Literature Review Notes | ECO
23 October 2020As mentioned in the previous post, I did not know how to generate embeddings for $n$-gram glossary terms. This paper can hopefully shed light on how to approach this problem.
Efficient, Compositional, Order-Sensitive $n$-gram Embeddings
The ECO method creates decompositional embeddings for words offline and combines them to create new embeddings for phrases in real time. Upside: ECO can create embeddings for phrases not seen during training.
Word2Vec model
Word2Vec consists of four possible models: CBOW (Continuous Bag-of-Words) with hierarchical softmax or negative sampling, and SG (Skip-Gram) with the same choices. The former predicts a single word $w$ surrounded by the given context, the latter context words given $w$. Given a token $s_j$, we calculate the log-probability (softmax over inner products of the embeddings of the two tokens) of the context words $s_k$, $k \in [j - c, 0) \cup (0, j + c]$ for a window size $c$ (half of context size) and average across all $s_j \in s$, and finally average again across all $s \in S$, which gives us:
\[\frac{1}{|S|}\sum_{s \in S}\frac{1}{|s|}\sum_j\sum_k\log(p(s_k|s_j))\]with probability distribution:
\[p(s_k | s_j) = \frac{\exp(\langle v_{s_k}^{out}, v_{s_j}\rangle)}{\exp(\sum_{w \in W}\langle v_w^{out}, v_{s_j} \rangle)}\]where $v$ and $v_{out}$ denote input and output representations of a word. The concept of input v.s. output confused me, but this StackExchange thread cleared it up a bit. First we map the input one-hot vectors to word embeddings, and then map the hidden layer to the output vector of vocabulary size.
Rudimentary approaches
- Treat an $n$-gram as a single word: just preprocess text and run Word2Vec accordingly; cannot embed unkown $n$-grams even if each of the words actually appeared in the raining corpus
- Simple average over embeddings: compute embedding for each word and average them; does not take into account the ordering of words in the $n$-gram
ECO
Based off of SG, we are going to define SE (Skip-Embeddings) that will split up the context around a word into multiple categories. Parametrize each word $w$ with $2c$ embeddings each with their own objective function:
\[\frac{1}{|S|}\sum_{s \in S}\frac{1}{|s|}\sum_j\log(p(s_k|s_j))\]where $s_k$ is the word $i$ positions away from $s_j$ in $s$, $i \in [-c, 0) \cup (0, c]$, and a negative $i$ means to the left, positive to the right of $w$. The new probability distribution is:
\[p(s_k | s_j) = \frac{\exp(\langle v_{s_k}^{i_{out}}, v_{s_j}^i\rangle)}{\exp(\sum_{w \in W}\langle v_w^{i_{out}}, v_{s_j}^i \rangle)}\]All $2c$ of these decompositional embeddings created per word are SEs.
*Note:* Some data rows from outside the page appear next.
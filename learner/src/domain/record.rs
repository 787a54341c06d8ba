// Copyright (c) 2026 Quorum Labs
// SPDX-License-Identifier: AGPL-3.0

use chrono::{DateTime, Utc};
use serde::{Deserialize, Serialize};
use uuid::Uuid;

use super::context::TaskContext;

#[derive(Debug, Clone, Copy, PartialEq, Eq, Hash, Serialize, Deserialize)]
pub struct RecordId(pub Uuid);

impl RecordId {
    pub fn new() -> Self {
        Self(Uuid::new_v4())
    }
}

impl Default for RecordId {
    fn default() -> Self {
        Self::new()
    }
}

impl std::fmt::Display for RecordId {
    fn fmt(&self, f: &mut std::fmt::Formatter<'_>) -> std::fmt::Result {
        write!(f, "{}", self.0)
    }
}

/// Terminal outcome of an executed work item.
#[derive(Debug, Clone, PartialEq, Serialize, Deserialize)]
#[serde(tag = "outcome", rename_all = "snake_case")]
pub enum Outcome {
    Success {
        output_summary: String,
        duration_ms: u64,
    },
    Failure {
        error_category: String,
        error_message: String,
        remedy: Option<String>,
    },
}

/// A stored historical outcome. Append-only: records are never updated,
/// only superseded by newer records and eventually pruned.
#[derive(Debug, Clone, Serialize, Deserialize)]
pub struct ExecutionRecord {
    pub id: RecordId,
    pub kind: String,
    pub context: TaskContext,
    pub outcome: Outcome,
    pub metadata: Option<serde_json::Value>,
    pub recorded_at: DateTime<Utc>,
}

impl ExecutionRecord {
    pub fn success(
        kind: impl Into<String>,
        context: TaskContext,
        output_summary: impl Into<String>,
        duration_ms: u64,
        metadata: Option<serde_json::Value>,
    ) -> Self {
        Self {
            id: RecordId::new(),
            kind: kind.into(),
            context,
            outcome: Outcome::Success {
                output_summary: output_summary.into(),
                duration_ms,
            },
            metadata,
            recorded_at: Utc::now(),
        }
    }

    pub fn failure(
        kind: impl Into<String>,
        context: TaskContext,
        error_category: impl Into<String>,
        error_message: impl Into<String>,
        remedy: Option<String>,
    ) -> Self {
        Self {
            id: RecordId::new(),
            kind: kind.into(),
            context,
            outcome: Outcome::Failure {
                error_category: error_category.into(),
                error_message: error_message.into(),
                remedy,
            },
            metadata: None,
            recorded_at: Utc::now(),
        }
    }

    pub fn is_success(&self) -> bool {
        matches!(self.outcome, Outcome::Success { .. })
    }

    pub fn has_remedy(&self) -> bool {
        matches!(
            self.outcome,
            Outcome::Failure { remedy: Some(_), .. }
        )
    }
}
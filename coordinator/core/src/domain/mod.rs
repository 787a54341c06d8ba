// Copyright (c) 2026 Quorum Labs
// SPDX-License-Identifier: AGPL-3.0

pub mod error;
pub mod events;
pub mod plan;
pub mod work_item;
pub mod worker;

pub use error::ReasonerError;
pub use events::CoordinationEvent;
pub use plan::{ExecutionPlan, Phase, PhaseMode};
pub use work_item::{Priority, WorkItem, WorkItemId};
pub use worker::{Capability, PerformanceSummary, Worker, WorkerId};
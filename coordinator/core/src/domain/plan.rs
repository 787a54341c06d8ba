// Copyright (c) 2026 Quorum Labs
// SPDX-License-Identifier: AGPL-3.0

use serde::{Deserialize, Serialize};

use super::work_item::WorkItemId;

/// How a phase's items may be dispatched
#[derive(Debug, Clone, Copy, PartialEq, Eq, Serialize, Deserialize)]
#[serde(rename_all = "snake_case")]
pub enum PhaseMode {
    Sequential,
    Parallel,
}

/// One topological layer of the dependency DAG
#[derive(Debug, Clone, PartialEq, Eq, Serialize, Deserialize)]
pub struct Phase {
    pub mode: PhaseMode,
    pub items: Vec<WorkItemId>,
}

impl Phase {
    pub fn new(items: Vec<WorkItemId>) -> Self {
        let mode = if items.len() > 1 {
            PhaseMode::Parallel
        } else {
            PhaseMode::Sequential
        };
        Self { mode, items }
    }
}

/// Ordered phases derived from a dependency DAG. Every item's dependencies
/// sit in strictly earlier phases.
#[derive(Debug, Clone, PartialEq, Eq, Serialize, Deserialize)]
pub struct ExecutionPlan {
    pub phases: Vec<Phase>,
}

impl ExecutionPlan {
    pub fn item_count(&self) -> usize {
        self.phases.iter().map(|phase| phase.items.len()).sum()
    }

    /// Zero-based phase index of an item, if planned
    pub fn phase_of(&self, id: WorkItemId) -> Option<usize> {
        self.phases
            .iter()
            .position(|phase| phase.items.contains(&id))
    }
}
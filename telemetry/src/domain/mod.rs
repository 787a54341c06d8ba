// Copyright (c) 2026 Quorum Labs
// SPDX-License-Identifier: AGPL-3.0

pub mod health;
pub mod metric;

pub use health::{CheckResult, HealthCheck, HealthReport, HealthState, ThresholdRule};
pub use metric::{MetricPoint, MetricStatistics, TelemetryEvent};
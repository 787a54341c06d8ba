// Copyright (c) 2026 Quorum Labs
// SPDX-License-Identifier: AGPL-3.0

//! Threshold-based health classification
//!
//! Each check maps a measured value through a threshold rule into
//! healthy/degraded/unhealthy; a report aggregates checks with worst-of
//! status and a weighted 0-100 score.

use serde::{Deserialize, Serialize};

/// Per-check and overall health state. Ordering is severity: worst-of
/// aggregation uses `max`.
#[derive(Debug, Clone, Copy, PartialEq, Eq, PartialOrd, Ord, Serialize, Deserialize)]
#[serde(rename_all = "snake_case")]
pub enum HealthState {
    Healthy,
    Degraded,
    Unhealthy,
}

impl HealthState {
    /// Contribution to the weighted report score
    pub fn score(self) -> f64 {
        match self {
            HealthState::Healthy => 100.0,
            HealthState::Degraded => 50.0,
            HealthState::Unhealthy => 0.0,
        }
    }
}

/// Banding rule for a measured value
#[derive(Debug, Clone, Copy, PartialEq, Serialize, Deserialize)]
#[serde(tag = "kind", rename_all = "snake_case")]
pub enum ThresholdRule {
    /// Usage-style metrics where high is bad (disk, memory, error rate).
    /// healthy < degraded_above, degraded < unhealthy_above, else unhealthy.
    UpperBound {
        degraded_above: f64,
        unhealthy_above: f64,
    },
    /// Rate-style metrics where low is bad (success rate).
    /// healthy >= degraded_below, degraded >= unhealthy_below, else unhealthy.
    LowerBound {
        degraded_below: f64,
        unhealthy_below: f64,
    },
}

impl ThresholdRule {
    /// Default usage bands: healthy < 70, degraded 70-90, unhealthy >= 90
    pub fn usage() -> Self {
        ThresholdRule::UpperBound {
            degraded_above: 70.0,
            unhealthy_above: 90.0,
        }
    }

    /// Default rate bands: healthy >= 90, degraded 70-90, unhealthy < 70
    pub fn rate() -> Self {
        ThresholdRule::LowerBound {
            degraded_below: 90.0,
            unhealthy_below: 70.0,
        }
    }

    pub fn classify(&self, value: f64) -> HealthState {
        match *self {
            ThresholdRule::UpperBound {
                degraded_above,
                unhealthy_above,
            } => {
                if value >= unhealthy_above {
                    HealthState::Unhealthy
                } else if value >= degraded_above {
                    HealthState::Degraded
                } else {
                    HealthState::Healthy
                }
            }
            ThresholdRule::LowerBound {
                degraded_below,
                unhealthy_below,
            } => {
                if value < unhealthy_below {
                    HealthState::Unhealthy
                } else if value < degraded_below {
                    HealthState::Degraded
                } else {
                    HealthState::Healthy
                }
            }
        }
    }
}

/// A named check to evaluate. The measured value is either supplied
/// explicitly or resolved from the latest matching metric.
#[derive(Debug, Clone, Serialize, Deserialize)]
pub struct HealthCheck {
    pub name: String,
    pub rule: ThresholdRule,
    /// Explicit reading; takes precedence over metric lookup
    pub value: Option<f64>,
    /// Metric name to resolve the latest value from when `value` is absent
    pub metric: Option<String>,
    /// Relative weight in the report score
    pub weight: f64,
}

impl HealthCheck {
    pub fn with_value(name: impl Into<String>, rule: ThresholdRule, value: f64) -> Self {
        Self {
            name: name.into(),
            rule,
            value: Some(value),
            metric: None,
            weight: 1.0,
        }
    }

    pub fn from_metric(name: impl Into<String>, rule: ThresholdRule, metric: impl Into<String>) -> Self {
        Self {
            name: name.into(),
            rule,
            value: None,
            metric: Some(metric.into()),
            weight: 1.0,
        }
    }

    pub fn with_weight(mut self, weight: f64) -> Self {
        self.weight = weight.max(0.0);
        self
    }
}

/// Outcome of a single evaluated check
#[derive(Debug, Clone, Serialize, Deserialize)]
pub struct CheckResult {
    pub name: String,
    pub value: f64,
    pub state: HealthState,
    pub rule: ThresholdRule,
}

/// On-demand health report for a component. Derived from checks; not
/// persisted.
#[derive(Debug, Clone, Serialize, Deserialize)]
pub struct HealthReport {
    pub component_type: String,
    pub component_id: Option<String>,
    pub state: HealthState,
    pub score: f64,
    pub checks: Vec<CheckResult>,
    /// One or more checks could not be resolved to a value
    pub partial: bool,
}
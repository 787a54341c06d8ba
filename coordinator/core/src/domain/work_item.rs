// Copyright (c) 2026 Quorum Labs
// SPDX-License-Identifier: AGPL-3.0

use serde::{Deserialize, Serialize};
use std::collections::BTreeSet;
use uuid::Uuid;

use quorum_learner::TaskContext;

#[derive(Debug, Clone, Copy, PartialEq, Eq, Hash, PartialOrd, Ord, Serialize, Deserialize)]
pub struct WorkItemId(pub Uuid);

impl WorkItemId {
    pub fn new() -> Self {
        Self(Uuid::new_v4())
    }
}

impl Default for WorkItemId {
    fn default() -> Self {
        Self::new()
    }
}

impl std::fmt::Display for WorkItemId {
    fn fmt(&self, f: &mut std::fmt::Formatter<'_>) -> std::fmt::Result {
        write!(f, "{}", self.0)
    }
}

/// Declared urgency. Ordering is by urgency: `Critical` sorts above `High`.
#[derive(
    Debug, Clone, Copy, PartialEq, Eq, Hash, PartialOrd, Ord, Serialize, Deserialize, Default,
)]
#[serde(rename_all = "snake_case")]
pub enum Priority {
    Low,
    #[default]
    Medium,
    High,
    Critical,
}

/// A unit of work submitted for analysis, planning and routing.
/// Immutable once submitted.
#[derive(Debug, Clone, Serialize, Deserialize)]
pub struct WorkItem {
    pub id: WorkItemId,
    pub kind: String,
    /// Capability tags a worker must cover to take this item
    pub requirements: BTreeSet<String>,
    pub priority: Priority,
    pub context: TaskContext,
    /// Ids of items that must complete before this one starts
    pub dependencies: Vec<WorkItemId>,
    /// Optional caller-declared size estimate, 0-100
    pub size_hint: Option<u32>,
}

impl WorkItem {
    pub fn new(kind: impl Into<String>) -> Self {
        Self {
            id: WorkItemId::new(),
            kind: kind.into(),
            requirements: BTreeSet::new(),
            priority: Priority::default(),
            context: TaskContext::new(),
            dependencies: Vec::new(),
            size_hint: None,
        }
    }

    pub fn with_requirement(mut self, tag: impl Into<String>) -> Self {
        self.requirements.insert(tag.into());
        self
    }

    pub fn with_priority(mut self, priority: Priority) -> Self {
        self.priority = priority;
        self
    }

    pub fn with_context(mut self, context: TaskContext) -> Self {
        self.context = context;
        self
    }

    pub fn with_dependency(mut self, id: WorkItemId) -> Self {
        self.dependencies.push(id);
        self
    }

    pub fn with_size_hint(mut self, hint: u32) -> Self {
        self.size_hint = Some(hint.min(100));
        self
    }
}

#[cfg(test)]
mod tests {
    use super::*;

    #[test]
    fn priority_orders_by_urgency() {
        assert!(Priority::Critical > Priority::High);
        assert!(Priority::High > Priority::Medium);
        assert!(Priority::Medium > Priority::Low);
    }

    #[test]
    fn size_hint_is_clamped() {
        let item = WorkItem::new("deploy").with_size_hint(250);
        assert_eq!(item.size_hint, Some(100));
    }
}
Since a skip-embedding only accounts for a single token of distance $i$ from $w$, the dimensionality of $v_w^i$ should be kept to $d/2c$ (as opposed to $d$ as used by Word2Vec). Each SE is trained with only $d/2c$ parameters.
To actually embed the $n$-gram after creating these SEs, we average the SEs and divide them into two vectors: $v^{L}$ and $v^{R}$ that summarize left and right contexts of the $n$-gram independently, computed as follows:
\[v^{L}_{[w_1, w_n]} = \frac{v_{w_1}^{-n} + \ldots + v_{w_n}^{-1}}{n}\] \[v^{R}_{[w_1, w_n]} = \frac{v_{w_1}^{1} + \ldots + v_{w_n}^{n}}{n}\]Concatenate the two vectors to create a single embedding of the entire $n$-gram. Note that after concatenation we have a dimentionality of $d/c$.